The heart, the symbolic seat of our emotions, is literally the organ that keeps us alive. For such a vital organ, it is extremely delicate, which is probably why evolution has situated our hearts securely underneath our sternum and rib cage, some of our bodies’ toughest natural armor. So when we say that having a child is like having your heart walking around outside your body, we are acknowledging our children’s vulnerability, our own limited ability to protect them, and, at the same time, how vital their wellbeing is to our own.
That, of course, is why our instinct as parents is to shield our children from harm as best we can. But as soon as our children are out there, walking around in the world, there’s only so much we can do. So we provide them, as best we can, with the skills, abilities, and resources they will need to protect themselves and avoid getting seriously hurt.
But even that is not enough, because when they’re out in the world, our children will inevitably encounter other people who, whether by malice or ignorance, whether on purpose or by accident, will act in ways that put them in danger. It works the other way, too – our own children might act in ways that can hurt other people’s children. In essence, this is why human beings establish and maintain laws and social norms, so we can to the best of our ability protect our children, and indeed ourselves, from each other.
What is true of human parents and children is also true of our relationship with God. If we human beings are God’s children, then God must see each and every one of us as though we are God’s heart walking around outside of God’s body.
From this perspective, we might think of the whole Torah as God’s way of saying to each of us, “You see that person over there? Your sibling? Your neighbor? Your fellow countryman or the person who is a foreigner to you? The person closest to you or the person clear on the other side of the world? Each and every one of them is my heart, just walking around out there, vulnerable and exposed. To injure or endanger any one of them is to inflict harm on Me personally. Treat each other accordingly.”
This pandemic has repeatedly shown us how our decisions, our actions, affect all God’s children. And yet, because of our selfishness and indifference, we continue to ignore that lesson over and over again. So here we are, stuck for nearly two years in this seemingly endless cycle of anxiety, illness, and so much death.

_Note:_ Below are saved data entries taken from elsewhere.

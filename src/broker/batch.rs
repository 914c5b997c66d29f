//! Concurrent fan-out of produce and consume requests.
//!
//! Every request of a batch runs as its own task on tokio's blocking pool.
//! The batch returns once all of them finished, with one outcome per request in
//! request order. A failing request never cancels its siblings.

use std::sync::Arc;

use futures::future::join_all;
use tracing::{info, warn};

use super::{Broker, Produced};
use crate::error::{Error, Result};
use crate::record::Event;

#[derive(Debug, Clone, PartialEq, Eq)]
pub struct ProduceRequest {
    pub producer: String,
    pub topic: String,
    pub event_key: String,
}

impl ProduceRequest {
    pub fn new(
        producer: impl Into<String>,
        topic: impl Into<String>,
        event_key: impl Into<String>,
    ) -> Self {
        Self {
            producer: producer.into(),
            topic: topic.into(),
            event_key: event_key.into(),
        }
    }
}

#[derive(Debug, Clone, PartialEq, Eq)]
pub struct ConsumeRequest {
    pub consumer: String,
    pub partition: String,
}

impl ConsumeRequest {
    pub fn new(consumer: impl Into<String>, partition: impl Into<String>) -> Self {
        Self {
            consumer: consumer.into(),
            partition: partition.into(),
        }
    }
}

/// Per-request outcomes of a parallel batch, in request order.
#[derive(Debug)]
pub struct BatchReport<T> {
    pub outcomes: Vec<Result<T>>,
}

impl<T> BatchReport<T> {
    pub fn len(&self) -> usize {
        self.outcomes.len()
    }

    pub fn is_empty(&self) -> bool {
        self.outcomes.is_empty()
    }

    pub fn is_success(&self) -> bool {
        self.outcomes.iter().all(Result::is_ok)
    }

    pub fn successes(&self) -> impl Iterator<Item = (usize, &T)> {
        self.outcomes
            .iter()
            .enumerate()
            .filter_map(|(i, r)| r.as_ref().ok().map(|v| (i, v)))
    }

    /// Failed requests with their position in the batch.
    pub fn failures(&self) -> impl Iterator<Item = (usize, &Error)> {
        self.outcomes
            .iter()
            .enumerate()
            .filter_map(|(i, r)| r.as_ref().err().map(|e| (i, e)))
    }
}

impl Broker {
    /// Runs one produce per request concurrently and waits for all of them.
    pub async fn parallel_produce(&self, requests: Vec<ProduceRequest>) -> BatchReport<Produced> {
        let report = self
            .dispatch(requests, |broker, req| {
                broker.produce(&req.producer, &req.topic, &req.event_key, None)
            })
            .await;
        info!(
            requests = report.len(),
            failures = report.failures().count(),
            "parallel produce finished",
        );

        report
    }

    /// Runs one single-event consume per request concurrently and waits for
    /// all of them.
    pub async fn parallel_consume(&self, requests: Vec<ConsumeRequest>) -> BatchReport<Event> {
        let report = self
            .dispatch(requests, |broker, req| {
                broker
                    .consume(&req.consumer, &req.partition, 1)
                    .and_then(|events| {
                        events
                            .into_iter()
                            .next()
                            .ok_or_else(|| Error::Task("consume returned no event".to_string()))
                    })
            })
            .await;
        info!(
            requests = report.len(),
            failures = report.failures().count(),
            "parallel consume finished",
        );

        report
    }

    async fn dispatch<R, T, F>(&self, requests: Vec<R>, f: F) -> BatchReport<T>
    where
        R: Send + 'static,
        T: Send + 'static,
        F: Fn(&Broker, R) -> Result<T> + Send + Sync + 'static,
    {
        let f = Arc::new(f);
        let mut handles = Vec::with_capacity(requests.len());

        for request in requests {
            let permit = match &self.inner.parallelism {
                Some(semaphore) => match Arc::clone(semaphore).acquire_owned().await {
                    Ok(permit) => Some(permit),
                    Err(e) => {
                        handles.push(Err(Error::Task(e.to_string())));
                        continue;
                    }
                },
                None => None,
            };

            let broker = self.clone();
            let f = Arc::clone(&f);
            handles.push(Ok(tokio::task::spawn_blocking(move || {
                let _permit = permit;
                (*f)(&broker, request)
            })));
        }

        let outcomes = join_all(handles.into_iter().map(|handle| async move {
            match handle {
                Ok(handle) => match handle.await {
                    Ok(outcome) => outcome,
                    Err(e) => {
                        warn!(%e, "batch task failed");
                        Err(Error::Task(e.to_string()))
                    }
                },
                Err(e) => Err(e),
            }
        }))
        .await;

        BatchReport { outcomes }
    }
}
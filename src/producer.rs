use std::fmt::{Display, Formatter};
use std::str::FromStr;

use chrono::Utc;
use rand::Rng;
use tracing::warn;

use crate::error::{Error, Result};
use crate::record::{Payload, Record, ValueType};

pub const ALLOCATION_RANDOM: &str = "Random";
pub const ALLOCATION_MANUAL: &str = "Manual";

/// Picks the partition a produced event lands in.
#[derive(Debug, Clone, Copy, PartialEq, Eq, Default)]
pub enum Allocation {
    /// Uniformly random partition, drawn again for every event.
    #[default]
    Random,
    /// The caller names the partition index.
    Manual,
}

impl Allocation {
    /// Resolves `name`, falling back to [`Allocation::Random`] for unknown names.
    pub fn from_name(name: &str) -> Self {
        name.parse().unwrap_or_else(|_| {
            warn!(name, "unknown allocation strategy, using Random");
            Self::Random
        })
    }

    /// Returns the target partition index out of `partition_count`.
    ///
    /// A missing `key` means index 0 for [`Allocation::Manual`].
    pub fn allocate(&self, key: Option<i64>, partition_count: usize) -> Result<usize> {
        match self {
            Self::Random => {
                if partition_count == 0 {
                    return Err(Error::InvalidIndex { index: 0, len: 0 });
                }
                Ok(rand::thread_rng().gen_range(0..partition_count))
            }
            Self::Manual => {
                let index = key.unwrap_or_default();
                usize::try_from(index)
                    .ok()
                    .filter(|i| *i < partition_count)
                    .ok_or(Error::InvalidIndex {
                        index,
                        len: partition_count,
                    })
            }
        }
    }
}

impl Display for Allocation {
    fn fmt(&self, f: &mut Formatter<'_>) -> std::fmt::Result {
        match self {
            Self::Random => f.write_str(ALLOCATION_RANDOM),
            Self::Manual => f.write_str(ALLOCATION_MANUAL),
        }
    }
}

impl FromStr for Allocation {
    type Err = String;

    fn from_str(s: &str) -> std::result::Result<Self, Self::Err> {
        if s.eq_ignore_ascii_case(ALLOCATION_RANDOM) {
            Ok(Self::Random)
        } else if s.eq_ignore_ascii_case(ALLOCATION_MANUAL) {
            Ok(Self::Manual)
        } else {
            Err(format!("unknown allocation strategy '{s}'"))
        }
    }
}

#[derive(Debug)]
pub struct Producer {
    id: String,
    value_type: ValueType,
    allocation: Allocation,
}

impl Producer {
    pub fn new(id: impl Into<String>, value_type: ValueType, allocation: Allocation) -> Self {
        Self {
            id: id.into(),
            value_type,
            allocation,
        }
    }

    pub fn id(&self) -> &str {
        &self.id
    }

    pub fn value_type(&self) -> ValueType {
        self.value_type
    }

    pub fn allocation(&self) -> Allocation {
        self.allocation
    }

    /// Wraps a fetched payload into a record sourced from this producer.
    pub fn record(&self, key: impl Into<String>, payload: Payload) -> Result<Record> {
        let got = payload.value_type();
        if got != self.value_type {
            return Err(Error::TypeMismatch {
                expected: self.value_type,
                got,
            });
        }

        Ok(Record {
            key: key.into(),
            payload,
            source: self.id.clone(),
            created_at: Utc::now(),
        })
    }
}

#[cfg(test)]
mod tests {
    use assert_matches::assert_matches;

    use super::*;

    #[test]
    fn random_stays_in_range() {
        for _ in 0..200 {
            let index = Allocation::Random.allocate(None, 3).unwrap();
            assert!(index < 3, "{index}");
        }

        assert_matches!(
            Allocation::Random.allocate(None, 0),
            Err(Error::InvalidIndex { len: 0, .. })
        );
    }

    #[test]
    fn random_is_redrawn() {
        let seen = (0..500)
            .map(|_| Allocation::Random.allocate(None, 4).unwrap())
            .collect::<std::collections::BTreeSet<_>>();
        assert_eq!(seen.len(), 4);
    }

    #[test]
    fn manual_uses_key() {
        assert_eq!(Allocation::Manual.allocate(Some(2), 3).unwrap(), 2);
        assert_eq!(Allocation::Manual.allocate(None, 3).unwrap(), 0);
        assert_matches!(
            Allocation::Manual.allocate(Some(5), 3),
            Err(Error::InvalidIndex { index: 5, len: 3 })
        );
        assert_matches!(
            Allocation::Manual.allocate(Some(-1), 3),
            Err(Error::InvalidIndex { index: -1, len: 3 })
        );
    }

    #[test]
    fn allocation_by_name() {
        assert_eq!(Allocation::from_name("Manual"), Allocation::Manual);
        assert_eq!(Allocation::from_name("random"), Allocation::Random);
        assert_eq!(Allocation::from_name("Sticky"), Allocation::Random);
    }

    #[test]
    fn record_checks_type() {
        let producer = Producer::new("p1", ValueType::Number, Allocation::Random);

        let record = producer.record("k", Payload::Number(1)).unwrap();
        assert_eq!(record.source, "p1");
        assert_eq!(record.key, "k");

        assert_matches!(
            producer.record("k", Payload::from("text")),
            Err(Error::TypeMismatch {
                expected: ValueType::Number,
                got: ValueType::Text
            })
        );
    }
}
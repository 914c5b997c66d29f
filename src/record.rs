use std::fmt::{Display, Formatter};
use std::str::FromStr;

use chrono::{DateTime, Utc};

/// Two-way type tag carried by topics, producers and payloads.
#[derive(Debug, Clone, Copy, PartialEq, Eq)]
pub enum ValueType {
    Text,
    Number,
}

impl Display for ValueType {
    fn fmt(&self, f: &mut Formatter<'_>) -> std::fmt::Result {
        match self {
            Self::Text => f.write_str("text"),
            Self::Number => f.write_str("number"),
        }
    }
}

#[derive(Debug, Clone, PartialEq, Eq, thiserror::Error)]
#[error("Unknown value type '{0}', expected text or number")]
pub struct UnknownValueType(pub String);

impl FromStr for ValueType {
    type Err = UnknownValueType;

    /// Accepts `text`/`number` in any case, plus the `String`/`Integer`
    /// spelling used by older command scripts.
    fn from_str(s: &str) -> Result<Self, Self::Err> {
        match s.to_ascii_lowercase().as_str() {
            "text" | "string" => Ok(Self::Text),
            "number" | "integer" | "int" => Ok(Self::Number),
            _ => Err(UnknownValueType(s.to_string())),
        }
    }
}

/// The typed value of an event.
#[derive(Debug, Clone, PartialEq, Eq)]
pub enum Payload {
    Text(String),
    Number(i64),
}

impl Payload {
    pub fn value_type(&self) -> ValueType {
        match self {
            Self::Text(_) => ValueType::Text,
            Self::Number(_) => ValueType::Number,
        }
    }
}

impl Display for Payload {
    fn fmt(&self, f: &mut Formatter<'_>) -> std::fmt::Result {
        match self {
            Self::Text(s) => f.write_str(s),
            Self::Number(n) => write!(f, "{n}"),
        }
    }
}

impl From<&str> for Payload {
    fn from(s: &str) -> Self {
        Self::Text(s.to_string())
    }
}

impl From<String> for Payload {
    fn from(s: String) -> Self {
        Self::Text(s)
    }
}

impl From<i64> for Payload {
    fn from(n: i64) -> Self {
        Self::Number(n)
    }
}

/// An event on its way into a partition.
#[derive(Debug, Clone, PartialEq, Eq)]
pub struct Record {
    /// Key the payload was fetched by; becomes the event id.
    pub key: String,
    pub payload: Payload,
    /// Id of the producer that created the record.
    pub source: String,
    pub created_at: DateTime<Utc>,
}

/// A [`Record`] stamped with its partition offset.
///
/// Events are never mutated once created. They live in exactly one place at a
/// time: a partition queue until consumed, then the consumer's log.
#[derive(Debug, Clone, PartialEq, Eq)]
pub struct Event {
    pub record: Record,
    pub offset: u64,
}

impl Event {
    pub fn id(&self) -> &str {
        &self.record.key
    }

    pub fn payload_type(&self) -> ValueType {
        self.record.payload.value_type()
    }

    pub fn value(&self) -> &Payload {
        &self.record.payload
    }

    pub fn source(&self) -> &str {
        &self.record.source
    }

    pub fn created_at(&self) -> DateTime<Utc> {
        self.record.created_at
    }
}
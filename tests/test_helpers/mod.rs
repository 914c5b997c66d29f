#![allow(dead_code)]

use std::sync::Once;

use tributary::{Allocation, Broker, BrokerBuilder, MemoryPayloads, Rebalance, ValueType};

/// Enables tracing output when `RUST_LOG` is set.
pub fn maybe_start_logging() {
    if std::env::var("RUST_LOG").is_ok() {
        start_logging()
    }
}

/// Installs a global subscriber exactly once per test binary.
pub fn start_logging() {
    static START_LOGGING: Once = Once::new();

    START_LOGGING.call_once(|| {
        // Also routes `log` records through the subscriber.
        tracing_subscriber::fmt()
            .with_env_filter(tracing_subscriber::EnvFilter::from_default_env())
            .with_test_writer()
            .try_init()
            .expect("subscriber");
    })
}

/// Text payloads `e0..e{n}` holding `value-{i}`, plus numbers `n0..n{n}`.
pub fn payloads(n: usize) -> MemoryPayloads {
    let payloads = MemoryPayloads::new();
    for i in 0..n {
        payloads.insert(format!("e{i}"), format!("value-{i}"));
        payloads.insert(format!("n{i}"), i as i64);
    }
    payloads
}

pub fn broker() -> Broker {
    BrokerBuilder::new(payloads(32)).build()
}

/// A text topic `topic` with partitions `p0..p{partitions}` and a group `group`.
pub fn topic_with_group(
    broker: &Broker,
    topic: &str,
    partitions: usize,
    group: &str,
    strategy: Rebalance,
) {
    broker.create_topic(topic, ValueType::Text).unwrap();
    for i in 0..partitions {
        broker.create_partition(topic, &format!("p{i}")).unwrap();
    }
    broker
        .create_consumer_group(group, topic, strategy)
        .unwrap();
}

pub fn text_producer(broker: &Broker, producer: &str, allocation: Allocation) {
    broker
        .create_producer(producer, ValueType::Text, allocation)
        .unwrap();
}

The only way we will ever make it out of this mess is if we collectively heed what Jewish tradition makes clear: we must cease being so careless about and cavalier with the wellbeing of God’s children. We must perpetually bear in mind that each and every person is God’s child. Indeed, each and every person is God’s own heart, walking about exposed in the world. We are called upon to see this in one another, everywhere and at all times, caring for one another as if our dearest lives were beating, vulnerably, in our hands.